◆ TASK REQUIREMENTS
Everything in the listing below from the line containing "pub struct EventRecord" through the line containing "fn default() ->" must be repeated exactly; the remaining lines are not wanted.

◆ DATA

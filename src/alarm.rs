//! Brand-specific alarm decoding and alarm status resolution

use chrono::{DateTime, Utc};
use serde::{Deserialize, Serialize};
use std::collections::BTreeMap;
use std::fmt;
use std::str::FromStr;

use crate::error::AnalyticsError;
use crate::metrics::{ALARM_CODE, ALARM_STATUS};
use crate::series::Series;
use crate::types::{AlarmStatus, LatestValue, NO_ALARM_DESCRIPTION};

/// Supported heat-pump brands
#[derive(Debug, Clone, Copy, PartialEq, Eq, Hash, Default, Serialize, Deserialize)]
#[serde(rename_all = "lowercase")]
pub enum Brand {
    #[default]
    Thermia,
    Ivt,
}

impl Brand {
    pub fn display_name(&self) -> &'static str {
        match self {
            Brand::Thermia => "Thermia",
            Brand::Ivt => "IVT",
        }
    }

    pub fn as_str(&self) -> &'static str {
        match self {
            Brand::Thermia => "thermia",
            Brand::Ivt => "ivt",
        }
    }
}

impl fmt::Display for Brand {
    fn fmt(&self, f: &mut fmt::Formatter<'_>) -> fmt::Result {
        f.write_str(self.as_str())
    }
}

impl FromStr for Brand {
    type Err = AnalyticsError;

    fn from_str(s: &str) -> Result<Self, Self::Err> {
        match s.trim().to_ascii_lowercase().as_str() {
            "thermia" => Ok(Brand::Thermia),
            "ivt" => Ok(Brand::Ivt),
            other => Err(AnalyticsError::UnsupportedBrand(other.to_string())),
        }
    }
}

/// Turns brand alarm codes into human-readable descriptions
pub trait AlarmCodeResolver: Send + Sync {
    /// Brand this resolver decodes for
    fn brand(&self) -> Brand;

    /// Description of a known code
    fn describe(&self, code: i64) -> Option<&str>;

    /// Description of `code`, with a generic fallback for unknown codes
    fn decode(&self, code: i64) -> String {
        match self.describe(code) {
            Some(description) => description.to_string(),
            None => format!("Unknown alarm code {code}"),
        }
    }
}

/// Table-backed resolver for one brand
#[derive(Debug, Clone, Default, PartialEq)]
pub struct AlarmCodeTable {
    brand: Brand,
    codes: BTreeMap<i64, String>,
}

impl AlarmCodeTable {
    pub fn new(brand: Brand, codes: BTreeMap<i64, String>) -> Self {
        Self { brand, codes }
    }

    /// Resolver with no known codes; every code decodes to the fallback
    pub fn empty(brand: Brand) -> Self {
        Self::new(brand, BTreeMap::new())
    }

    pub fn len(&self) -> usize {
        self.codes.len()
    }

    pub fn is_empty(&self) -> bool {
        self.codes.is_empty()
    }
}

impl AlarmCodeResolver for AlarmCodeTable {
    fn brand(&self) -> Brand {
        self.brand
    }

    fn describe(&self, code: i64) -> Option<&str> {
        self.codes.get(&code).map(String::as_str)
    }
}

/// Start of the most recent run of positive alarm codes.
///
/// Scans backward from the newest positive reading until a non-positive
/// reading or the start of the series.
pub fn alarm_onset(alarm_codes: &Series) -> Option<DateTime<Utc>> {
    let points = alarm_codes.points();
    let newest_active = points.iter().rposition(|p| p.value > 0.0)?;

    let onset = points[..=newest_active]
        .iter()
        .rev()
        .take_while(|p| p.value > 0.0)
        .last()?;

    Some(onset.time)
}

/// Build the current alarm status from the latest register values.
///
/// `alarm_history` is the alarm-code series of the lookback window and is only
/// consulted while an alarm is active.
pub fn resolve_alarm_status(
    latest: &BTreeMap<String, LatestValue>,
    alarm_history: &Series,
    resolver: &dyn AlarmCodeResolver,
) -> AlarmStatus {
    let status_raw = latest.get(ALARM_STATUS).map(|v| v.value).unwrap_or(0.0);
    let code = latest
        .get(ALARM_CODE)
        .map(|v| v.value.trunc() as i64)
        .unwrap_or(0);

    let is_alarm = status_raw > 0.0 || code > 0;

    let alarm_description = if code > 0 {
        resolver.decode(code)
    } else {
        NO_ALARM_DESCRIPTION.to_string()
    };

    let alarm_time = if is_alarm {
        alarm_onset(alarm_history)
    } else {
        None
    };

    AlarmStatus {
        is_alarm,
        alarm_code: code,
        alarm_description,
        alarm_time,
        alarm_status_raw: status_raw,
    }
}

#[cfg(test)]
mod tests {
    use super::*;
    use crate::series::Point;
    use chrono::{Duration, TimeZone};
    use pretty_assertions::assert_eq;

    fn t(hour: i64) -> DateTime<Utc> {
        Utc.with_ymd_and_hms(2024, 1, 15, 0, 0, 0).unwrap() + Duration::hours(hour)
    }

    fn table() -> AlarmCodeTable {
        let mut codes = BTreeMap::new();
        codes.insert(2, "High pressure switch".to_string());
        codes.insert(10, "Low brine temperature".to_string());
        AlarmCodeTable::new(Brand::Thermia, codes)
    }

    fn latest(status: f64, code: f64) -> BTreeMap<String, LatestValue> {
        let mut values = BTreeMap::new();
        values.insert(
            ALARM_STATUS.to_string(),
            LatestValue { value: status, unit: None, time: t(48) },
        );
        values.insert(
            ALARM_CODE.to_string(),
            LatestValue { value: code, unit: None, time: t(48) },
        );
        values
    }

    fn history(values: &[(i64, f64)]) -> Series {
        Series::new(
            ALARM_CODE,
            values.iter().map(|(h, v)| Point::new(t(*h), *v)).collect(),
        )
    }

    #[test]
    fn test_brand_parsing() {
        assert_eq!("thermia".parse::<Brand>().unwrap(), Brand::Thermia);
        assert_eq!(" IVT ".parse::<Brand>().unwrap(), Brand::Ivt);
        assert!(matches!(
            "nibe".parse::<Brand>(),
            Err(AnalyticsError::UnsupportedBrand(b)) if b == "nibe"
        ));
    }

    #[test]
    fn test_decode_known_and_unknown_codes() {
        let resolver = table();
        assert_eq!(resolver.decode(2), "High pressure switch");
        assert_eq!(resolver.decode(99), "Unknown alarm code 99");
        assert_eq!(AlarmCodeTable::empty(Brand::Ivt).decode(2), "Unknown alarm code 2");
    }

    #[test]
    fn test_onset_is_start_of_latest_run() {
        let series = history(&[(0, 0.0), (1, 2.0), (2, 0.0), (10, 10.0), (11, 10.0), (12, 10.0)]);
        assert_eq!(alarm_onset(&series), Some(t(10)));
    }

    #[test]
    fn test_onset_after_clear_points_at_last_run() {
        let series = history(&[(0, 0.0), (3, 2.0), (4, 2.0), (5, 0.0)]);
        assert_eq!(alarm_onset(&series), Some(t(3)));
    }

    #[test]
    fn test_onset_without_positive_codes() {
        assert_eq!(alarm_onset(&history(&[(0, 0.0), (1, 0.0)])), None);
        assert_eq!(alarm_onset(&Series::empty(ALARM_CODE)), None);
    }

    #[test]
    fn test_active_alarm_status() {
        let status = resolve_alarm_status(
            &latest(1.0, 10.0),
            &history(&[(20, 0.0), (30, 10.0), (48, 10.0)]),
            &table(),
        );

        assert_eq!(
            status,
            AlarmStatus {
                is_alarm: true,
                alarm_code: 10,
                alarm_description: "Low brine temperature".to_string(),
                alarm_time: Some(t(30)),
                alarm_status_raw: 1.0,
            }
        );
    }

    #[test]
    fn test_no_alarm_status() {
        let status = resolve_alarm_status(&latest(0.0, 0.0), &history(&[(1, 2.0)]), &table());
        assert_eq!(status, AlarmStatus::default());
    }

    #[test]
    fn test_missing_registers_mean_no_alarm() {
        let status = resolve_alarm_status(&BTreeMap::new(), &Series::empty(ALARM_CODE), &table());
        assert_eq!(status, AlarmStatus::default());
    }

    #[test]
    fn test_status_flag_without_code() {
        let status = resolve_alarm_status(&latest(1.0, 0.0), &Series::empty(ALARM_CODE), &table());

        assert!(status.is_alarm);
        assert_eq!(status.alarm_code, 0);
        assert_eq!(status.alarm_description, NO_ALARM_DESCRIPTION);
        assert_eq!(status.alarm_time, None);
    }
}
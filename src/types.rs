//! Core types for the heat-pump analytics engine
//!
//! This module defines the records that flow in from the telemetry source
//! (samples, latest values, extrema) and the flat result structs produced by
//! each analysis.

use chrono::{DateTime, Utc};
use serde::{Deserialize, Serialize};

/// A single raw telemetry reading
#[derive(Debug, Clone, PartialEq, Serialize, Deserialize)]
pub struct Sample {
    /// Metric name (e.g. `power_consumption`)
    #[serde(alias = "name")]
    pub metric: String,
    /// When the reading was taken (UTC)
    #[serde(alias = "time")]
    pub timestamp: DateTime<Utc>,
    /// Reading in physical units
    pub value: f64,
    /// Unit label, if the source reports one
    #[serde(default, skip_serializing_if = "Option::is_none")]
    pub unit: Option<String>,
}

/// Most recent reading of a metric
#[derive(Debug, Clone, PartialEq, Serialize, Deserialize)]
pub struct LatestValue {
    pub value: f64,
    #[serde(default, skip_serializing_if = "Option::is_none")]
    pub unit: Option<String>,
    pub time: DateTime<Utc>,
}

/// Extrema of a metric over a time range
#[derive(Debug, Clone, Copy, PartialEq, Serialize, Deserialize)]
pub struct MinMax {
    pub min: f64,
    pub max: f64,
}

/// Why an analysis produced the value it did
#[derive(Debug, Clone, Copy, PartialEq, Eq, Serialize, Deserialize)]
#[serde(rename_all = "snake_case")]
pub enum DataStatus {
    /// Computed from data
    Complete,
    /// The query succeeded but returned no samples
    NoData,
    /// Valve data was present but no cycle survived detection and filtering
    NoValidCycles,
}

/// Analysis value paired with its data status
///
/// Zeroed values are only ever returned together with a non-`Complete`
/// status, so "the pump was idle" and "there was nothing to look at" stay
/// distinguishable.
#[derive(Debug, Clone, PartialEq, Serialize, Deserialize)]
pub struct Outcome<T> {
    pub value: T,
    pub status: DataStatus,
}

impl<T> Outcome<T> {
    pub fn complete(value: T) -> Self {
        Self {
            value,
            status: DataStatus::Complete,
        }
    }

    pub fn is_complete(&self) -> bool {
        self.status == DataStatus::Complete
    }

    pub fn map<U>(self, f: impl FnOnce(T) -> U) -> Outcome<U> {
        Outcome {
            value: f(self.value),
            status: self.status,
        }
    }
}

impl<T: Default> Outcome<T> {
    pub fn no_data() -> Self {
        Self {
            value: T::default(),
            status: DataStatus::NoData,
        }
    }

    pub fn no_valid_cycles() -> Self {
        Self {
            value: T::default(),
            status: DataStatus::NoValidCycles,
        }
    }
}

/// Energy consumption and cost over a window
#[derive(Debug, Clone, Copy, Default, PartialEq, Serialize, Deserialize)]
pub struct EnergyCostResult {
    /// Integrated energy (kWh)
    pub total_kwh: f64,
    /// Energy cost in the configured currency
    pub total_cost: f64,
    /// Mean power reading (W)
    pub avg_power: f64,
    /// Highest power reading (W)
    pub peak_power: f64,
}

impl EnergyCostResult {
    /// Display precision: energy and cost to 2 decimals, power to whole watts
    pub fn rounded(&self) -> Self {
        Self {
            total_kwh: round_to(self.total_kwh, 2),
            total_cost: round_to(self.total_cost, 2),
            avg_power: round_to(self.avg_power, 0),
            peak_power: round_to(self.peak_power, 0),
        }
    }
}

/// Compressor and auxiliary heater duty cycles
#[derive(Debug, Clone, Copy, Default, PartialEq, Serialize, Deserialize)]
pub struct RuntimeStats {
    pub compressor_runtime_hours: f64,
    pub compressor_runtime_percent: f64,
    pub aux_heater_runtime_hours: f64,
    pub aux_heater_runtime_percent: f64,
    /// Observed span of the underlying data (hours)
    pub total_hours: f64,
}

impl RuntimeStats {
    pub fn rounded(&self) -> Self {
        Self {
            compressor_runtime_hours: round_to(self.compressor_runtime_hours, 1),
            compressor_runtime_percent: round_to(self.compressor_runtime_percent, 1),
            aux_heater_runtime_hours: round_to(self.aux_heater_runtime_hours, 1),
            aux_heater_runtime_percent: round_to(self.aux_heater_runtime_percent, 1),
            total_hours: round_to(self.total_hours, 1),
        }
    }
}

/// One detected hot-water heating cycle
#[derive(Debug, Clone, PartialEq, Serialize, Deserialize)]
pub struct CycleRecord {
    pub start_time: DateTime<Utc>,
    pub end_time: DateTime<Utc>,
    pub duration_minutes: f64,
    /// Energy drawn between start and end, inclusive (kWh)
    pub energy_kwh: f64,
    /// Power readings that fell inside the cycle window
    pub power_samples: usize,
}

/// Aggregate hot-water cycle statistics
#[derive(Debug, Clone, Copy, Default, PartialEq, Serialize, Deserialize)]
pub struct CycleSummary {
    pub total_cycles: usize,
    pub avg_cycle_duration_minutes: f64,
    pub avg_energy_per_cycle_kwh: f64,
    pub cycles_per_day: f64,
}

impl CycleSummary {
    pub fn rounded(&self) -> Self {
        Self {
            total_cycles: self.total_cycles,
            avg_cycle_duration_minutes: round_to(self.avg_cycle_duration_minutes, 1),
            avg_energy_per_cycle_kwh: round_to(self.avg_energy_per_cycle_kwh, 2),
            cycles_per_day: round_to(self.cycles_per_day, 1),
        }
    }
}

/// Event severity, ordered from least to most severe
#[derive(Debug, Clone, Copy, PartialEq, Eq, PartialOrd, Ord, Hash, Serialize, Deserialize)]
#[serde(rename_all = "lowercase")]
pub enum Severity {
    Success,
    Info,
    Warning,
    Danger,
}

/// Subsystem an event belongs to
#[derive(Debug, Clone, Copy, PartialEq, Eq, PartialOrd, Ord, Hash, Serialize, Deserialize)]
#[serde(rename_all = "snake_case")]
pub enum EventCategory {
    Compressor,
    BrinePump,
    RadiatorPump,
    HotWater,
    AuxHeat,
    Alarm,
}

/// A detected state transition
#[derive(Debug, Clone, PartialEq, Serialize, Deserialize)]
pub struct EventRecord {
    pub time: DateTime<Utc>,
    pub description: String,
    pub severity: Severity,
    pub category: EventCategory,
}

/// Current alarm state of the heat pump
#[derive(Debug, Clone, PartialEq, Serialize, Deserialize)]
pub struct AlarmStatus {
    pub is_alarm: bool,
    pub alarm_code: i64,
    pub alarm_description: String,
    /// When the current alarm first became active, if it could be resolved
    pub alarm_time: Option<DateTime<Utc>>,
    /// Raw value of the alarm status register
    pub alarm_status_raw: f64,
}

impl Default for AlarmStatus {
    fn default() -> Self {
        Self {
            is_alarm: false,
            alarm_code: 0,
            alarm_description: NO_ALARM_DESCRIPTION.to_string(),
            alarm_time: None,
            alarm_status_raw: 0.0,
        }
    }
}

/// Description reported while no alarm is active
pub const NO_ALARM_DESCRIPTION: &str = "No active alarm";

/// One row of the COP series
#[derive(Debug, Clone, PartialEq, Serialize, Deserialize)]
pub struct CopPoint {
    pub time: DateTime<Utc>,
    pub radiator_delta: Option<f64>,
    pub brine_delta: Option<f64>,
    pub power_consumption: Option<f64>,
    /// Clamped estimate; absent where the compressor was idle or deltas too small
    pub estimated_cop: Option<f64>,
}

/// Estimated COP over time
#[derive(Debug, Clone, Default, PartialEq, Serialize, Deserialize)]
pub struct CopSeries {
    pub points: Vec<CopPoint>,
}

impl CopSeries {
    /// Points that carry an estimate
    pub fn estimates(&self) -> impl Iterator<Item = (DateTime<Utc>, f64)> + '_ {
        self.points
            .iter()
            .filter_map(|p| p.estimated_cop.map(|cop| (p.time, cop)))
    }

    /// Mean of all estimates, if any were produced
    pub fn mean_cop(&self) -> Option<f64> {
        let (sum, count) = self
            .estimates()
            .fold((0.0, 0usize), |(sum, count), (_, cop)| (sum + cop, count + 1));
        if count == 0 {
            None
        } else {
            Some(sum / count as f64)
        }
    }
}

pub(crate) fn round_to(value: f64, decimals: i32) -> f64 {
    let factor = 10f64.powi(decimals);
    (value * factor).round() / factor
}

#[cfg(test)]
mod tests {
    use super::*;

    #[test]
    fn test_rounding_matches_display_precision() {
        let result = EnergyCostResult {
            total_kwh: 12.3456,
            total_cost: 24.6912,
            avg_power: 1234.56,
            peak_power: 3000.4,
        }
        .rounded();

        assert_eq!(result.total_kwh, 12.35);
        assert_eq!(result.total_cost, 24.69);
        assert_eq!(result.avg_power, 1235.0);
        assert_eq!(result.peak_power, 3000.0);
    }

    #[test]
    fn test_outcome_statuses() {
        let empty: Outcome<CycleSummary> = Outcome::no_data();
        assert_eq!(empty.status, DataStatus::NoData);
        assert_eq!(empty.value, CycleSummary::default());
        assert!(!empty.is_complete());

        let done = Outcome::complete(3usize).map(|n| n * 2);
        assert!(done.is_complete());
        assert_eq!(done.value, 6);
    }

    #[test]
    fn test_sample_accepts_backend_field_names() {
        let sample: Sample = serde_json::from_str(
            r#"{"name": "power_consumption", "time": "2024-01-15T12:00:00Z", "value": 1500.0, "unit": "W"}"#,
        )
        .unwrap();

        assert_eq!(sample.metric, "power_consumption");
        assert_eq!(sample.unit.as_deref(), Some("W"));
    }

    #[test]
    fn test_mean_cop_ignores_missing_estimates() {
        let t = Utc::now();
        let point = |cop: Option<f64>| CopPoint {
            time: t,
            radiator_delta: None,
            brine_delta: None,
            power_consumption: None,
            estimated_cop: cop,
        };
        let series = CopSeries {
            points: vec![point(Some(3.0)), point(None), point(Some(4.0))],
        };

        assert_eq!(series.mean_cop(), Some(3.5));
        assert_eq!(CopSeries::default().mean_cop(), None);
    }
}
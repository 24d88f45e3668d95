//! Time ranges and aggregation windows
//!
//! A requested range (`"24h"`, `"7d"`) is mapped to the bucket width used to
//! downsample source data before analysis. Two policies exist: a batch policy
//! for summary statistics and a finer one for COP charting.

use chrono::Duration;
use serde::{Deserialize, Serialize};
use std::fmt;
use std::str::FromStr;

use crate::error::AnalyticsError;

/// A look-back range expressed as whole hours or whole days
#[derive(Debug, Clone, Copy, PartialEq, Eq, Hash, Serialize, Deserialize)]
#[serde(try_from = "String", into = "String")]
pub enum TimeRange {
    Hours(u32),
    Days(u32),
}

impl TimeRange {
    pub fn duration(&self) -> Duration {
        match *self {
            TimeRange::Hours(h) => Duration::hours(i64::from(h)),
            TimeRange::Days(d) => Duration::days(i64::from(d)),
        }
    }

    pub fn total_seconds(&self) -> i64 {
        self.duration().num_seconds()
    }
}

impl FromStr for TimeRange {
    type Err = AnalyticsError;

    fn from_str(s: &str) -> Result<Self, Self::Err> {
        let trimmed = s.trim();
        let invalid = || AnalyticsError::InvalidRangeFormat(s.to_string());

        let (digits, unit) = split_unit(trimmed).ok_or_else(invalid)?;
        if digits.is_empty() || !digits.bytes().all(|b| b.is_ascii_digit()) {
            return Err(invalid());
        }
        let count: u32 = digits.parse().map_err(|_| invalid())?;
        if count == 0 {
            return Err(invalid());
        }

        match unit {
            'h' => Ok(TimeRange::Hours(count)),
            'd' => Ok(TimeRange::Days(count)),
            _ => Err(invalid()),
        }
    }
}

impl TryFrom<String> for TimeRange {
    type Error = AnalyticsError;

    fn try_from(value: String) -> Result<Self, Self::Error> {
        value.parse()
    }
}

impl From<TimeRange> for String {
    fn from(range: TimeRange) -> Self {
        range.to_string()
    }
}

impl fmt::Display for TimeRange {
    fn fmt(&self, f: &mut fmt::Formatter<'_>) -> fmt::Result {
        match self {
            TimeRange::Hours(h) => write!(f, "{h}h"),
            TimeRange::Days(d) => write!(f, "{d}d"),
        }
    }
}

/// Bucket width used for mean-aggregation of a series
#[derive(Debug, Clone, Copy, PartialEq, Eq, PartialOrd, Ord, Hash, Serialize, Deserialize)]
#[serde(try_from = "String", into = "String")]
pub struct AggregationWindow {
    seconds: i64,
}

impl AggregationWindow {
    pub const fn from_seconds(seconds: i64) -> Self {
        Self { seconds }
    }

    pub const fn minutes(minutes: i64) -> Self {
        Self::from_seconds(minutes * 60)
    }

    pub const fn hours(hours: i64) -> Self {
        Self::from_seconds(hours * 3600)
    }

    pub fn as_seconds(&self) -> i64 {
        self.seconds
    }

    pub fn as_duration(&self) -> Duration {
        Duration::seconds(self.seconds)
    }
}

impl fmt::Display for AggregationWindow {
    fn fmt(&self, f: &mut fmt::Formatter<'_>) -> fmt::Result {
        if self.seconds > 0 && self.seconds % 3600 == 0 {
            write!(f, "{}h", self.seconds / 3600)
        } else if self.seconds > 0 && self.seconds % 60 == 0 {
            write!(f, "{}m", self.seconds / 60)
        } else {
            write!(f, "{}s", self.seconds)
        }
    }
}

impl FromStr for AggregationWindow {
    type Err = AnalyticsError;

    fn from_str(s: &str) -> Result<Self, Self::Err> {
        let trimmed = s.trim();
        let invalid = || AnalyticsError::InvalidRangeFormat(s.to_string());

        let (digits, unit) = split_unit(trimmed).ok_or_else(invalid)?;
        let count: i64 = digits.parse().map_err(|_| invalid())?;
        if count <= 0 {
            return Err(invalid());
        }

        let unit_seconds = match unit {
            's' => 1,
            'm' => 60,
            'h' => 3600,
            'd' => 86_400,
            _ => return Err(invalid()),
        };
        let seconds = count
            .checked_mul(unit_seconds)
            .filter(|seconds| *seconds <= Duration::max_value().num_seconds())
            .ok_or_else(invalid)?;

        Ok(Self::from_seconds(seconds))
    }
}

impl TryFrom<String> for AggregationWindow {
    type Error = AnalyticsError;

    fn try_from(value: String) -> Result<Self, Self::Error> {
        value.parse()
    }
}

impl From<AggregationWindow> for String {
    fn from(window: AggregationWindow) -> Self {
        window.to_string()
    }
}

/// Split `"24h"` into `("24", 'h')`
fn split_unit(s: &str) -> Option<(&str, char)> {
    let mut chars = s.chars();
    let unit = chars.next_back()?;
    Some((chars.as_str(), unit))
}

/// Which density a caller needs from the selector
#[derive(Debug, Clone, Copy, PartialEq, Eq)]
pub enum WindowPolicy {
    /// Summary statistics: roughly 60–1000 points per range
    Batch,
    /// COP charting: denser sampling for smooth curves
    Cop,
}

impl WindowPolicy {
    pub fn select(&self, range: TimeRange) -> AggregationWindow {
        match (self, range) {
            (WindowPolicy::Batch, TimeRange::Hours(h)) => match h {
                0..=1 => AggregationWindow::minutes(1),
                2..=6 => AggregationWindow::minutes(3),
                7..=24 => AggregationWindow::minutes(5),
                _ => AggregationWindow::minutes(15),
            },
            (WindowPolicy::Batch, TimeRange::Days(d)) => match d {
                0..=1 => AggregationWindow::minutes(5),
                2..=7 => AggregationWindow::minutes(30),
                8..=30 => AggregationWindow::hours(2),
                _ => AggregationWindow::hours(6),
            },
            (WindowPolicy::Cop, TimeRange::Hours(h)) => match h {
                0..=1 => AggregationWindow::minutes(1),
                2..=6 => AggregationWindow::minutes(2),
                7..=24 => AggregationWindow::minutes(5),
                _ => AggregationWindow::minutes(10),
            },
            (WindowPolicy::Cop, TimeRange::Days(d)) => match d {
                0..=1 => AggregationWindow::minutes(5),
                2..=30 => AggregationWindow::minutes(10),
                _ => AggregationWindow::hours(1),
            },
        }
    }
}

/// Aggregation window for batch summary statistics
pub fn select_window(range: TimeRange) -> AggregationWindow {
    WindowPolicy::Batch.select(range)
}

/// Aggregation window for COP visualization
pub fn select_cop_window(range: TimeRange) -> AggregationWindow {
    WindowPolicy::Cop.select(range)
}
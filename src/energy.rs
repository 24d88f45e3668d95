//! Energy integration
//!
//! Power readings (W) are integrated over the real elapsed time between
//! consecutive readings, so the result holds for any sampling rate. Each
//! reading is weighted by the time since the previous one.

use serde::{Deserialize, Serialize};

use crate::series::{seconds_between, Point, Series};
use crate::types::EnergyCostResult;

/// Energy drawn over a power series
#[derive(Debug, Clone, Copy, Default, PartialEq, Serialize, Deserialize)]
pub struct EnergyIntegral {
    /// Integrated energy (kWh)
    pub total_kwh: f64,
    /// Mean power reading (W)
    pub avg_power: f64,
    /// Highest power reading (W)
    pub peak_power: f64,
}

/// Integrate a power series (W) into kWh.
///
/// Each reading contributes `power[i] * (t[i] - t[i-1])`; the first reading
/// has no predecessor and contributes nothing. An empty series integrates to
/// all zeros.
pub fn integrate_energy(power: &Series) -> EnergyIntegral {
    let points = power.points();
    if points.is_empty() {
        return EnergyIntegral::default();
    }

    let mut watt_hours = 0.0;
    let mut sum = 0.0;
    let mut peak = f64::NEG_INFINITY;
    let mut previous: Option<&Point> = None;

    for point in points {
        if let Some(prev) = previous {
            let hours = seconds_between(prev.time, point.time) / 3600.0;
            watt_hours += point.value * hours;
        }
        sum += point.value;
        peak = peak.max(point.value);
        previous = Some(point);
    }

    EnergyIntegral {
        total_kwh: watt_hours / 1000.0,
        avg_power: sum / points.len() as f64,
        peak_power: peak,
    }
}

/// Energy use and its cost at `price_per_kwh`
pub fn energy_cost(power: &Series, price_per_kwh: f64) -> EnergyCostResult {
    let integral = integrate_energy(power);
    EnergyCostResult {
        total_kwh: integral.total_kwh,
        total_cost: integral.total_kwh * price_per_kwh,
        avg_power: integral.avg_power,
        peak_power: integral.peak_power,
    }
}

◆ ANSWER
pub struct EventRecord {
    pub time: DateTime<Utc>,
    pub description: String,
    pub severity: Severity,
    pub category: EventCategory,
}

/// Current alarm state of the heat pump
#[derive(Debug, Clone, PartialEq, Serialize, Deserialize)]
pub struct AlarmStatus {
    pub is_alarm: bool,
    pub alarm_code: i64,
    pub alarm_description: String,
    /// When the current alarm first became active, if it could be resolved
    pub alarm_time: Option<DateTime<Utc>>,
    /// Raw value of the alarm status register
    pub alarm_status_raw: f64,
}

impl Default for AlarmStatus {
    fn default() -> Self {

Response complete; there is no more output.